Task to carry out:
Go through the records below and show every line with the string "SymbolLibrary".

[Collected data]
===
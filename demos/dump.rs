// SPDX-License-Identifier: GPL-3.0-or-later

/*
 *  dump.rs - Library inspection demo for EESchema symbol libraries.
 *  Copyright (C) 2026  Forest Crossman <cyrozap@gmail.com>
 *
 *  This program is free software: you can redistribute it and/or modify
 *  it under the terms of the GNU General Public License as published by
 *  the Free Software Foundation, either version 3 of the License, or
 *  (at your option) any later version.
 *
 *  This program is distributed in the hope that it will be useful,
 *  but WITHOUT ANY WARRANTY; without even the implied warranty of
 *  MERCHANTABILITY or FITNESS FOR A PARTICULAR PURPOSE.  See the
 *  GNU General Public License for more details.
 *
 *  You should have received a copy of the GNU General Public License
 *  along with this program.  If not, see <https://www.gnu.org/licenses/>.
 */

use clap::Parser;

use symparam::library::SymbolLibrary;
use symparam::symbol::RESERVED_FIELDS;

#[derive(Parser, Debug)]
#[command(author, version, about, long_about = None)]
struct Args {
    /// The library file to read.
    file: String,
}

fn main() {
    let args = Args::parse();

    let lib = match SymbolLibrary::from_path(&args.file) {
        Ok(lib) => lib,
        Err(error) => {
            eprintln!("Error loading library {:?}: {}", &args.file, error);
            return;
        }
    };

    println!("{} symbols", lib.symbols().len());
    for symbol in lib.symbols() {
        match symbol.name() {
            Ok(name) => println!("Symbol: {}", name),
            Err(error) => {
                println!("Symbol: <unnamed> ({})", error);
                continue;
            }
        }
        for field in RESERVED_FIELDS {
            if let Ok(value) = symbol.get_field(field) {
                println!("  {}: {}", field, value);
            }
        }
    }
}
// SPDX-License-Identifier: GPL-3.0-or-later

/*
 *  src/parametrize.rs - Batch parametrization of symbol libraries.
 *  Copyright (C) 2026  Forest Crossman <cyrozap@gmail.com>
 *
 *  This program is free software: you can redistribute it and/or modify
 *  it under the terms of the GNU General Public License as published by
 *  the Free Software Foundation, either version 3 of the License, or
 *  (at your option) any later version.
 *
 *  This program is distributed in the hope that it will be useful,
 *  but WITHOUT ANY WARRANTY; without even the implied warranty of
 *  MERCHANTABILITY or FITNESS FOR A PARTICULAR PURPOSE.  See the
 *  GNU General Public License for more details.
 *
 *  You should have received a copy of the GNU General Public License
 *  along with this program.  If not, see <https://www.gnu.org/licenses/>.
 */

/*!
 * # `parametrize` Module
 *
 * This module stamps CSV rows onto cloned copies of base-library symbols.
 *
 * Each row names a base symbol in its key column; the symbol is deep-cloned
 * and every other column is written into the clone as a field, subject to the
 * configured [Rules]. The result serializes to a new library file plus a
 * documentation index (`.dcm`) listing every output symbol that carries a
 * `Description` field.
 *
 * ## Usage Example
 *
 * ```no_run
 * use std::fs::File;
 *
 * use symparam::config::Rules;
 * use symparam::library::SymbolLibrary;
 * use symparam::parametrize::{parametrize, read_rows, Options};
 *
 * fn main() -> Result<(), Box<dyn std::error::Error>> {
 *     let base = SymbolLibrary::from_path("base.lib")?;
 *     let rows = read_rows(File::open("parts.csv")?)?;
 *
 *     let run = parametrize(&base, &rows, &Rules::default(), &Options::default())?;
 *
 *     std::fs::write("parts.lib", run.library_text())?;
 *     std::fs::write("parts.dcm", run.doc_text()?)?;
 *
 *     Ok(())
 * }
 * ```
 */

use std::io;

use log::warn;

use crate::config::Rules;
use crate::error::{Error, Result};
use crate::library::SymbolLibrary;
use crate::symbol::Symbol;

/// Version header emitted at the top of the documentation index.
pub const DOC_HEADER: &str = "EESchema-DOCLIB Version 2.0";

/// Placeholder value for columns present in the dataset but left empty.
pub const EMPTY_VALUE: &str = "~";

/// One dataset row: column values in their original column order.
#[derive(Debug, Clone)]
pub struct Row {
    columns: Vec<(String, String)>,
}

impl Row {
    /// The (column, value) pairs in dataset column order.
    pub fn columns(&self) -> &[(String, String)] {
        &self.columns
    }

    /// Looks a value up by column name.
    pub fn get(&self, name: &str) -> Option<&str> {
        self.columns
            .iter()
            .find(|(column, _)| column == name)
            .map(|(_, value)| value.as_str())
    }
}

/// Reads CSV data with a header row into [Row]s.
pub fn read_rows<R: io::Read>(reader: R) -> Result<Vec<Row>> {
    let mut csv_reader = csv::ReaderBuilder::new()
        .flexible(true)
        .from_reader(reader);
    let headers = csv_reader.headers()?.clone();

    let mut rows = Vec::new();
    for result in csv_reader.records() {
        let record = result?;
        let columns = headers
            .iter()
            .zip(record.iter())
            .map(|(header, value)| (header.to_string(), value.to_string()))
            .collect();
        rows.push(Row { columns });
    }
    Ok(rows)
}

/// Engine policy knobs.
#[derive(Debug, Clone)]
pub struct Options {
    /// Fail the whole run on an unresolved row instead of skipping it.
    pub strict: bool,
    /// Column naming the base symbol to clone.
    pub key_column: String,
    /// Column the output is sorted by, for deterministic ordering.
    pub sort_column: String,
}

impl Default for Options {
    fn default() -> Self {
        Self {
            strict: false,
            key_column: "Symbol".to_string(),
            sort_column: "Name".to_string(),
        }
    }
}

/// A row that did not resolve to a base symbol and was skipped.
#[derive(Debug, Clone)]
pub struct SkippedRow {
    /// 1-based dataset row number, in the original (unsorted) row order.
    pub row: usize,
    /// The unresolved symbol name.
    pub symbol: String,
}

/// The result of a parametrization run.
#[derive(Debug)]
pub struct ParametrizedLibrary {
    library: SymbolLibrary,
    skipped: Vec<SkippedRow>,
}

impl ParametrizedLibrary {
    /// The generated symbols, in output order.
    pub fn symbols(&self) -> &[Symbol] {
        self.library.symbols()
    }

    /// Rows skipped because their symbol was not in the base library.
    /// Always empty after a strict run.
    pub fn skipped(&self) -> &[SkippedRow] {
        &self.skipped
    }

    /// Serializes the generated library, version header included.
    pub fn library_text(&self) -> String {
        self.library.serialize()
    }

    /// Serializes the documentation index: a `$CMP` block per output symbol
    /// that has a `Description` field. Symbols without one are omitted.
    pub fn doc_text(&self) -> Result<String> {
        let mut out = String::new();
        out.push_str(DOC_HEADER);
        out.push('\n');
        for symbol in self.library.symbols() {
            if symbol.has_field("Description") {
                out.push_str(&format!("$CMP {}\n", symbol.name()?));
                out.push_str(&format!("D {}\n", symbol.get_field("Description")?));
                out.push_str("$ENDCMP\n");
            }
        }
        Ok(out)
    }
}

/// Runs the engine: one cloned, field-stamped symbol per resolved row.
///
/// Rows are processed in a stable sort by `options.sort_column` so the output
/// order is deterministic regardless of dataset order. In non-strict mode an
/// unresolved row is skipped with a warning and recorded in the result; in
/// strict mode it aborts the run with [Error::SymbolNotFound] before anything
/// is produced.
pub fn parametrize(
    base: &SymbolLibrary,
    rows: &[Row],
    rules: &Rules,
    options: &Options,
) -> Result<ParametrizedLibrary> {
    let index = base.index_by_name()?;

    let mut ordered: Vec<(usize, &Row)> = rows.iter().enumerate().collect();
    ordered.sort_by_key(|(_, row)| row.get(&options.sort_column).unwrap_or("").to_string());

    let mut symbols = Vec::new();
    let mut skipped = Vec::new();

    for (row_index, row) in ordered {
        let symbol_name = row.get(&options.key_column).unwrap_or("");
        let base_symbol = match index.get(symbol_name) {
            Some(symbol) => *symbol,
            None => {
                if options.strict {
                    return Err(Error::SymbolNotFound(symbol_name.to_string()));
                }
                warn!(
                    "row {}: symbol '{}' not found in base library, skipping",
                    row_index + 1,
                    symbol_name
                );
                skipped.push(SkippedRow {
                    row: row_index + 1,
                    symbol: symbol_name.to_string(),
                });
                continue;
            }
        };

        let mut symbol = base_symbol.clone();
        for (column, value) in row.columns() {
            if column == &options.key_column || rules.ignore_fields.contains(column) {
                continue;
            }

            let field = rules
                .translate_fields
                .get(column)
                .map(String::as_str)
                .unwrap_or(column);

            let value = if value.is_empty() {
                EMPTY_VALUE.to_string()
            } else if let Some(prefix) = rules.prepend_fields.get(field) {
                format!("{}{}", prefix, value)
            } else {
                value.clone()
            };

            symbol.set_or_add_field(field, &value)?;
            if rules.visible_fields.contains(field) {
                symbol.set_visible(field, true)?;
            }
        }

        symbols.push(symbol);
    }

    Ok(ParametrizedLibrary {
        library: SymbolLibrary::from_symbols(symbols),
        skipped,
    })
}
===
Answer area:
use symparam::library::SymbolLibrary;
    let lib = match SymbolLibrary::from_path(&args.file) {
 * use symparam::library::SymbolLibrary;
 *     let base = SymbolLibrary::from_path("base.lib")?;
use crate::library::SymbolLibrary;
    library: SymbolLibrary,
    base: &SymbolLibrary,
        library: SymbolLibrary::from_symbols(symbols),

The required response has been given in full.